> From: Lars Schneider <larsxschnei...@gmail.com>
> Consider the case of a file that requires filtering and is present in
> branch A but not in branch B. If A is the current HEAD and we checkout B
> then the following happens:
> 1. ce_compare_data() opens the file
> 2. index_fd() detects that the file requires to run a clean filter and
> calls index_stream_convert_blob()
> 4. index_stream_convert_blob() calls convert_to_git_filter_fd()
> 5. convert_to_git_filter_fd() calls apply_filter() which creates a
> new long running filter process (in case it is the first file
> of this kind to be filtered)
> 6. The new filter process inherits all file handles. This is the
> default on Linux/OSX and is explicitly defined in the
> `CreateProcessW` call in `mingw.c` on Windows.

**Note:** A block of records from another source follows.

// Copyright 2025-present Harīṣh Tummalachērla
// SPDX-License-Identifier: Apache-2.0

//! Binary persistence for the occurrence and LCP tables.
//!
//! Each persisted structure is a self-contained section:
//!
//! ```text
//! ┌────────────────────────────────────────────┐
//! │ HEADER (16 bytes)                          │
//! │   magic: [u8; 4] = "FMSQ"                  │
//! │   version: u8 = 1                          │
//! │   kind: u8 (occ / lcp values / lcp x)      │
//! │   mode: i8 (lcp storage mode, 0 for occ)   │
//! │   reserved: u8                             │
//! │   elements: u64 LE                         │
//! ├────────────────────────────────────────────┤
//! │ PAYLOAD (elements * element size)          │
//! ├────────────────────────────────────────────┤
//! │ FOOTER (8 bytes)                           │
//! │   crc32: u32 LE over header + payload      │
//! │   magic: [u8; 4] = "QSMF"                  │
//! └────────────────────────────────────────────┘
//! ```
//!
//! The element size is fixed by the kind and mode, so a load can validate
//! the element count against the sequence length before touching the
//! payload. Any mismatch, bad magic or CRC failure is reported as
//! `InvalidData`; a truncated or corrupted file never yields a partial
//! structure.
//!
//! The sequence itself and its manifest travel as a JSON sidecar
//! ([`write_manifest`] / [`read_manifest`]); the raw text is cheap to
//! re-encode and keeping it human-readable aids debugging.

use std::io::{self, Read, Write};

use crc32fast::Hasher as Crc32Hasher;
use serde::{Deserialize, Serialize};

use crate::alphabet::{Alphabet, SeqEntry};
use crate::lcp::{LcpMode, LcpTable};
use crate::occ::OccTable;

/// Section magic: "FMSQ".
pub const MAGIC: [u8; 4] = *b"FMSQ";

/// Footer magic: "QSMF" (reversed, marks a complete section).
pub const FOOTER_MAGIC: [u8; 4] = *b"QSMF";

/// Current format version.
pub const VERSION: u8 = 1;

const HEADER_SIZE: usize = 16;
const FOOTER_SIZE: usize = 8;

#[derive(Debug, Clone, Copy, PartialEq, Eq)]
enum SectionKind {
    Occ = 0,
    LcpValues = 1,
    LcpExceptions = 2,
}

impl SectionKind {
    fn from_byte(b: u8) -> Option<SectionKind> {
        match b {
            0 => Some(SectionKind::Occ),
            1 => Some(SectionKind::LcpValues),
            2 => Some(SectionKind::LcpExceptions),
            _ => None,
        }
    }
}

fn invalid(msg: String) -> io::Error {
    io::Error::new(io::ErrorKind::InvalidData, msg)
}

/// Write one framed section: header, payload, CRC footer.
fn write_section<W: Write>(
    w: &mut W,
    kind: SectionKind,
    mode: i8,
    elements: u64,
    payload: &[u8],
) -> io::Result<()> {
    let mut header = [0u8; HEADER_SIZE];
    header[..4].copy_from_slice(&MAGIC);
    header[4] = VERSION;
    header[5] = kind as u8;
    header[6] = mode as u8;
    header[8..16].copy_from_slice(&elements.to_le_bytes());

    let mut hasher = Crc32Hasher::new();
    hasher.update(&header);
    hasher.update(payload);

    w.write_all(&header)?;
    w.write_all(payload)?;
    w.write_all(&hasher.finalize().to_le_bytes())?;
    w.write_all(&FOOTER_MAGIC)?;
    Ok(())
}

/// Element width implied by a section's kind and stored mode byte.
fn element_size(kind: SectionKind, mode: i8) -> io::Result<usize> {
    match kind {
        SectionKind::Occ => Ok(8),
        SectionKind::LcpExceptions => Ok(16),
        SectionKind::LcpValues => match LcpMode::from_code(mode) {
            Some(m) => Ok(lcp_element_size(m)),
            None => Err(invalid(format!("unknown lcp mode {}", mode))),
        },
    }
}

/// Read one framed section, validating magic, version, kind, element count
/// and the CRC before returning the payload.
fn read_section<R: Read>(r: &mut R, kind: SectionKind) -> io::Result<(i8, u64, Vec<u8>)> {
    let mut header = [0u8; HEADER_SIZE];
    r.read_exact(&mut header)?;
    if header[..4] != MAGIC {
        return Err(invalid(format!(
            "invalid section magic: expected FMSQ, got {:?}",
            &header[..4]
        )));
    }
    if header[4] != VERSION {
        return Err(invalid(format!(
            "unsupported format version {} (expected {})",
            header[4], VERSION
        )));
    }
    match SectionKind::from_byte(header[5]) {
        Some(k) if k == kind => {}
        _ => {
            return Err(invalid(format!(
                "wrong section kind {} (expected {})",
                header[5], kind as u8
            )))
        }
    }
    let mode = header[6] as i8;
    let elements = u64::from_le_bytes(header[8..16].try_into().expect("8 header bytes"));

    let payload_len = (elements as usize)
        .checked_mul(element_size(kind, mode)?)
        .ok_or_else(|| invalid(format!("element count {} overflows", elements)))?;
    let mut payload = vec![0u8; payload_len];
    r.read_exact(&mut payload)?;

    let mut footer = [0u8; FOOTER_SIZE];
    r.read_exact(&mut footer)?;
    if footer[4..] != FOOTER_MAGIC {
        return Err(invalid(format!(
            "invalid footer magic: expected QSMF, got {:?}",
            &footer[4..]
        )));
    }
    let stored = u32::from_le_bytes(footer[..4].try_into().expect("4 crc bytes"));
    let mut hasher = Crc32Hasher::new();
    hasher.update(&header);
    hasher.update(&payload);
    let computed = hasher.finalize();
    if stored != computed {
        return Err(invalid(format!(
            "CRC mismatch: stored {:08x}, computed {:08x}",
            stored, computed
        )));
    }
    Ok((mode, elements, payload))
}

fn u64s_to_bytes(values: &[u64]) -> Vec<u8> {
    values.iter().flat_map(|v| v.to_le_bytes()).collect()
}

fn bytes_to_u64s(bytes: &[u8]) -> Vec<u64> {
    bytes
        .chunks_exact(8)
        .map(|c| u64::from_le_bytes(c.try_into().expect("chunk of 8")))
        .collect()
}

// =============================================================================
// OCC TABLE
// =============================================================================

impl OccTable {
    /// Persist the checkpoint array followed by the `less` array.
    pub fn write_to<W: Write>(&self, w: &mut W) -> io::Result<()> {
        let mut payload = u64s_to_bytes(self.checkpoints());
        payload.extend(u64s_to_bytes(self.less_table()));
        let elements = (self.checkpoints().len() + self.less_table().len()) as u64;
        write_section(w, SectionKind::Occ, 0, elements, &payload)
    }

    /// Load a table persisted by [`OccTable::write_to`]. The BWT is supplied
    /// by the caller (it is rebuilt from the position array); the element
    /// count is validated against its length and `occrate` before use.
    pub fn read_from<R: Read>(
        r: &mut R,
        bwt: Vec<u8>,
        alphabet: &Alphabet,
        occrate: usize,
    ) -> io::Result<OccTable> {
        let regulars = alphabet.regulars();
        let rows = bwt.len().div_ceil(occrate);
        let expected = (regulars * rows + regulars) as u64;
        let (_, elements, payload) = read_section(r, SectionKind::Occ)?;
        if elements != expected {
            return Err(invalid(format!(
                "occ table holds {} elements, expected {} for n={} occrate={}",
                elements,
                expected,
                bwt.len(),
                occrate
            )));
        }
        let values = bytes_to_u64s(&payload);
        let (checkpoints, less) = values.split_at(regulars * rows);
        Ok(OccTable::from_parts(
            bwt,
            alphabet,
            occrate,
            checkpoints.to_vec(),
            less.to_vec(),
        ))
    }
}

// =============================================================================
// LCP TABLE
// =============================================================================

fn lcp_element_size(mode: LcpMode) -> usize {
    match mode {
        LcpMode::Full => 8,
        LcpMode::Byte | LcpMode::ByteRaw => 1,
        LcpMode::Word | LcpMode::WordRaw => 2,
    }
}

impl LcpTable {
    /// Persist the compact value array to `fv` and, for modes with
    /// exceptions, the interleaved `(rank, value)` exception stream to `fx`.
    pub fn write_to<W: Write>(&self, fv: &mut W, fx: Option<&mut W>) -> io::Result<()> {
        let mode = self.mode();
        let payload = self.raw_bytes();
        write_section(
            fv,
            SectionKind::LcpValues,
            mode.code(),
            self.len() as u64,
            &payload,
        )?;
        if let Some(fx) = fx {
            if !mode.has_exceptions() {
                return Err(invalid(format!(
                    "lcp mode {} has no exception stream",
                    mode.code()
                )));
            }
            let (xind, xval) = self.raw_parts();
            let mut xpayload = Vec::with_capacity(xind.len() * 16);
            for (&i, &v) in xind.iter().zip(xval) {
                xpayload.extend_from_slice(&i.to_le_bytes());
                xpayload.extend_from_slice(&v.to_le_bytes());
            }
            write_section(
                fx,
                SectionKind::LcpExceptions,
                mode.code(),
                xind.len() as u64,
                &xpayload,
            )?;
        } else if mode.has_exceptions() {
            return Err(invalid(format!(
                "lcp mode {} requires an exception stream",
                mode.code()
            )));
        }
        Ok(())
    }

    /// Load a table persisted by [`LcpTable::write_to`]. Validates the
    /// stored mode against `mode`, the value count against `n`, and that an
    /// exception stream is present exactly for the modes that use one.
    pub fn read_from<R: Read>(
        fv: &mut R,
        fx: Option<&mut R>,
        mode: LcpMode,
        n: usize,
    ) -> io::Result<LcpTable> {
        let (stored_mode, elements, payload) =
            read_section(fv, SectionKind::LcpValues)?;
        if stored_mode != mode.code() {
            return Err(invalid(format!(
                "lcp value stream has mode {}, expected {}",
                stored_mode,
                mode.code()
            )));
        }
        if elements as usize != n {
            return Err(invalid(format!(
                "lcp table holds {} values, expected {}",
                elements, n
            )));
        }
        let (xind, xval) = match (fx, mode.has_exceptions()) {
            (Some(fx), true) => {
                let (xmode, xcount, xpayload) = read_section(fx, SectionKind::LcpExceptions)?;
                if xmode != mode.code() {
                    return Err(invalid(format!(
                        "lcp exception stream has mode {}, expected {}",
                        xmode,
                        mode.code()
                    )));
                }
                let mut xind = Vec::with_capacity(xcount as usize);
                let mut xval = Vec::with_capacity(xcount as usize);
                for pair in xpayload.chunks_exact(16) {
                    xind.push(u64::from_le_bytes(pair[..8].try_into().expect("8 bytes")));
                    xval.push(i64::from_le_bytes(pair[8..].try_into().expect("8 bytes")));
                }
                if !xind.windows(2).all(|w| w[0] < w[1]) {
                    return Err(invalid(
                        "lcp exception ranks are not strictly ascending".to_string(),
                    ));
                }
                (xind, xval)
            }
            (None, false) => (Vec::new(), Vec::new()),
            (Some(_), false) => {
                return Err(invalid(format!(
                    "lcp mode {} must not carry an exception stream",
                    mode.code()
                )))
            }
            (None, true) => {
                return Err(invalid(format!(
                    "lcp mode {} requires an exception stream",
                    mode.code()
                )))
            }
        };
        Ok(LcpTable::from_raw(mode, payload, xind, xval))
    }
}

// =============================================================================
// MANIFEST SIDECAR
// =============================================================================

#[derive(Serialize, Deserialize)]
struct ManifestSidecar {
    alphabet: Alphabet,
    manifest: Vec<SeqEntry>,
}

/// Write the alphabet and manifest as a JSON sidecar.
pub fn write_manifest<W: Write>(
    w: &mut W,
    alphabet: &Alphabet,
    manifest: &[SeqEntry],
) -> io::Result<()> {
    let sidecar = ManifestSidecar {
        alphabet: alphabet.clone(),
        manifest: manifest.to_vec(),
    };
    serde_json::to_writer_pretty(w, &sidecar)
        .map_err(|e| invalid(format!("manifest serialization failed: {}", e)))
}

/// Read a sidecar written by [`write_manifest`], validating the alphabet.
pub fn read_manifest<R: Read>(r: &mut R) -> io::Result<(Alphabet, Vec<SeqEntry>)> {
    let sidecar: ManifestSidecar = serde_json::from_reader(r)
        .map_err(|e| invalid(format!("manifest deserialization failed: {}", e)))?;
    sidecar
        .alphabet
        .validate()
        .map_err(|e| invalid(format!("manifest carries an invalid alphabet: {}", e)))?;
    Ok((sidecar.alphabet, sidecar.manifest))
}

> 7. ce_compare_data() closes the file
> 8. Git unlinks the file as it is not present in B
> The unlink operation does not work on Windows because the filter process
> has still an open handle to the file. Apparently that is no problem on
> Linux/OSX. Probably because "[...] the two file descriptors share open
> file status flags" (see fork(2)).
Wait, a, minute. "that is no problem" may be true as long as "that"

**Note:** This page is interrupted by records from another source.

// Copyright 2025-present Harīṣh Tummalachērla
// SPDX-License-Identifier: Apache-2.0

//! Index assembly: position array, rank index, BWT derivation and the
//! [`SuffixIndex`] aggregate that owns every built structure.

use crate::alphabet::Sequence;
use crate::contracts;
use crate::lcp::{LcpMode, LcpTable};
use crate::occ::OccTable;
use crate::order::{SuffixOrder, NIL};
use crate::search::{MatchStat, MmsOptions, SearchEngine, SearchError};

/// Materialize the suffix linked list into a rank-indexed position array.
pub fn pos_from_order(order: &SuffixOrder) -> Vec<usize> {
    let mut pos = Vec::with_capacity(order.nextpos.len());
    let mut p = order.firstpos;
    while p != NIL {
        pos.push(p);
        p = order.nextpos[p];
    }
    pos
}

/// Manifest entry index owning each rank's position.
pub fn rindex_from_pos(seq: &Sequence, pos: &[usize]) -> Vec<u32> {
    pos.iter().map(|&p| seq.entry_at(p) as u32).collect()
}

/// Derive the BWT from the position array. The rank holding position 0
/// receives the final symbol of the text (the cyclic predecessor), which is
/// always a special code because sequences end in a separator.
pub fn bwt_from_pos(seq: &Sequence, pos: &[usize]) -> Vec<u8> {
    let n = seq.len();
    pos.iter()
        .map(|&p| if p == 0 { seq.at(n - 1) } else { seq.at(p - 1) })
        .collect()
}

/// Interval width below which LCP-based widening beats recomputing the
/// interval by backward search.
///
/// For an interval of width `k`, cutting the rightmost matched character
/// grows it to an expected `asize * k`, costing `(asize-1) * k` LCP hops,
/// while recomputing costs about `occrate/2` BWT lookups per step over an
/// expected match length of `ln(n/k) / ln(asize)`. The threshold is the
/// largest `k` where the hops still win.
pub fn lcp_threshold(n: usize, asize: usize, occrate: usize) -> usize {
    const FACTOR: f64 = 2.0;
    const OFFSET: usize = 1;
    if n <= 1 || asize < 2 {
        return OFFSET;
    }
    let a1 = (asize - 1) as f64;
    let loga = (asize as f64).ln();
    let c = FACTOR * occrate as f64 / (2.0 * loga);
    let mut k = 1usize;
    while a1 * k as f64 <= c * (n as f64 / k as f64).ln() {
        k += 1;
    }
    k - 1 + OFFSET
}

/// Knobs for [`SuffixIndex::build`].
#[derive(Debug, Clone)]
pub struct BuildOptions {
    /// Checkpoint spacing of the occurrence table.
    pub occrate: usize,
    /// LCP storage mode; `None` skips the LCP table entirely (searches then
    /// always recompute intervals from scratch).
    pub lcp_mode: Option<LcpMode>,
}

impl Default for BuildOptions {
    fn default() -> BuildOptions {
        BuildOptions {
            occrate: 128,
            lcp_mode: Some(LcpMode::Byte),
        }
    }
}

/// A fully built index over one [`Sequence`]. Immutable after construction;
/// every accessor takes `&self` and search calls share it freely.
#[derive(Debug)]
pub struct SuffixIndex {
    seq: Sequence,
    pos: Vec<usize>,
    rindex: Vec<u32>,
    occ: OccTable,
    lcp: Option<LcpTable>,
    lcp_threshold: usize,
    build_steps: u64,
}

impl SuffixIndex {
    /// Run the whole construction chain: suffix order, position array, rank
    /// index, BWT, occurrence table and (optionally) the LCP table.
    pub fn build(seq: Sequence, options: &BuildOptions) -> SuffixIndex {
        let order = SuffixOrder::build(&seq);
        let pos = pos_from_order(&order);
        contracts::check_pos_is_permutation(&pos, seq.len());
        contracts::check_suffix_order_sorted(&seq, &pos);
        contracts::check_manifest_tiles(&seq);
        let rindex = rindex_from_pos(&seq, &pos);
        let bwt = bwt_from_pos(&seq, &pos);
        let occ = OccTable::from_bwt(bwt, seq.alphabet(), options.occrate);
        contracts::check_occ_consistent(&occ);
        let lcp = options
            .lcp_mode
            .map(|mode| LcpTable::build(&seq, &order, mode));
        if let Some(lcp) = &lcp {
            contracts::check_lcp_correct(&seq, &pos, lcp);
        }
        let threshold = lcp_threshold(seq.len(), seq.alphabet().size(), options.occrate);
        SuffixIndex {
            seq,
            pos,
            rindex,
            occ,
            lcp,
            lcp_threshold: threshold,
            build_steps: order.steps,
        }
    }

    pub fn len(&self) -> usize {
        self.seq.len()
    }

    pub fn is_empty(&self) -> bool {
        self.seq.len() == 0
    }

    pub fn sequence(&self) -> &Sequence {
        &self.seq
    }

    pub fn pos(&self) -> &[usize] {
        &self.pos
    }

    pub fn rindex(&self) -> &[u32] {
        &self.rindex
    }

    pub fn occ(&self) -> &OccTable {
        &self.occ
    }

    pub fn lcp(&self) -> Option<&LcpTable> {
        self.lcp.as_ref()
    }

    pub fn lcp_threshold(&self) -> usize {
        self.lcp_threshold
    }

    /// List-traversal steps spent building the suffix order.
    pub fn build_steps(&self) -> u64 {
        self.build_steps
    }

    /// A search engine borrowing this index's tables.
    pub fn engine(&self) -> SearchEngine<'_> {
        SearchEngine::new(&self.occ, self.lcp.as_ref(), self.lcp_threshold)
    }

    /// Name of the record owning the suffix at `rank`.
    pub fn description_at(&self, rank: usize) -> &str {
        &self.seq.manifest()[self.rindex[rank] as usize].name
    }

    /// Human-readable decode of text positions `p..q`.
    pub fn substring(&self, p: usize, q: usize) -> String {
        self.seq.decode_range(p, q)
    }

    /// Cumulative matching statistics per record: for every jump in the
    /// matching statistics of `pat` at least `minlen` long, credit the
    /// matched length to every record whose suffix falls in the interval.
    ///
    /// Returns two rankings over record indices, both sorted descending:
    /// by cumulative matched length, and by single longest match. Ties are
    /// broken by ascending record index.
    pub fn cumms(
        &self,
        pat: &[u8],
        opt: Option<&[bool]>,
        options: &MmsOptions,
    ) -> Result<(Vec<(u64, usize)>, Vec<(u64, usize)>), SearchError> {
        let nseq = self.seq.manifest().len();
        let mut cms = vec![0u64; nseq];
        let mut sms = vec![0u64; nseq];
        let minlen = options.minlen.max(1);
        let engine = self.engine();
        let stats = match opt {
            Some(opt) => engine.backward_matching_statistics_with_optional_characters(
                pat,
                opt,
                options.begin,
                options.end,
            )?,
            None => engine.backward_matching_statistics(pat, options.begin, options.end),
        };
        let mut oldleft = pat.len();
        for st in &stats {
            if st.len >= minlen && st.left < oldleft && (!options.unique || st.lo == st.hi) {
                for r in st.lo..=st.hi {
                    let idx = self.rindex[r] as usize;
                    cms[idx] += st.len as u64;
                    if st.len as u64 > sms[idx] {
                        sms[idx] = st.len as u64;
                    }
                }
            }
            oldleft = st.left;
        }
        Ok((rank_scores(&cms), rank_scores(&sms)))
    }

    /// Convenience wrapper over [`SearchEngine::mms`].
    pub fn mms(
        &self,
        pat: &[u8],
        opt: Option<&[bool]>,
        options: &MmsOptions,
    ) -> Result<Vec<MatchStat>, SearchError> {
        self.engine().mms(pat, opt, options)
    }
}

fn rank_scores(scores: &[u64]) -> Vec<(u64, usize)> {
    let mut ranked: Vec<(u64, usize)> = scores.iter().copied().zip(0..).collect();
    ranked.sort_by(|a, b| b.0.cmp(&a.0).then(a.1.cmp(&b.1)));
    ranked
}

is "unlinking the now-gone file in the filesystem", but the reason
does not have anything to do with the "open-file status flags";
unlike Windows, you _can_ unlink file that has an open file
descriptor on it.
And even on POSIX systems, if you are doing a long-running helper
any open file descriptor in the parent process when the long-running
helper is spawned will become leaked fd. CLOEXEC is a possible
solution (but not necessarily the only or the best one) to the fd
leak in this case.
How much does the code that spawns these long-running helpers know
about the file descriptors that happen to be open? The parent is
very likely to have pack windows open into .pack files and they need
to be closed on the child side after fork(2) starts the child
process but before execve(2) runs the helper, if we want to avoid
file descriptor leaks.
> Fix this problem by opening files in read-cache with the `O_CLOEXEC`
> flag to ensure that the file descriptor does not remain open in a newly
> spawned process. `O_CLOEXEC` is defined as `O_NOINHERIT` on Windows. A
> similar fix for temporary file handles was applied on Git for Windows
After a few iterations, the final version of the same commit is now
in our tree as d5cb9cbd ("Git 2.10-rc2", 2016-08-26).